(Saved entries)

# # # #

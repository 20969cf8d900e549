//! Hub error types.

use thiserror::Error;

/// Errors surfaced by [`HubServer`](crate::server::HubServer).
#[derive(Debug, Error)]
pub enum HubError {
    /// The listen address could not be bound (usually already in use).
    #[error("failed to bind hub listener on {addr}: {source}")]
    Bind {
        /// Requested `host:port`.
        addr: String,
        /// Underlying socket error.
        #[source]
        source: std::io::Error,
    },
    /// `listen` was called on a hub that is already serving.
    #[error("hub is already listening")]
    AlreadyListening,
    /// `listen` was called after `stop`.
    #[error("hub has been stopped")]
    Stopped,
    /// Other I/O failure.
    #[error("hub I/O error: {0}")]
    Io(#[from] std::io::Error),
}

# # # #

:: THE PROBLEM ::
The string "source" marks the lines to copy; report each of them from the data above.

:: REPLY ::
    #[error("failed to bind hub listener on {addr}: {source}")]
        #[source]
        source: std::io::Error,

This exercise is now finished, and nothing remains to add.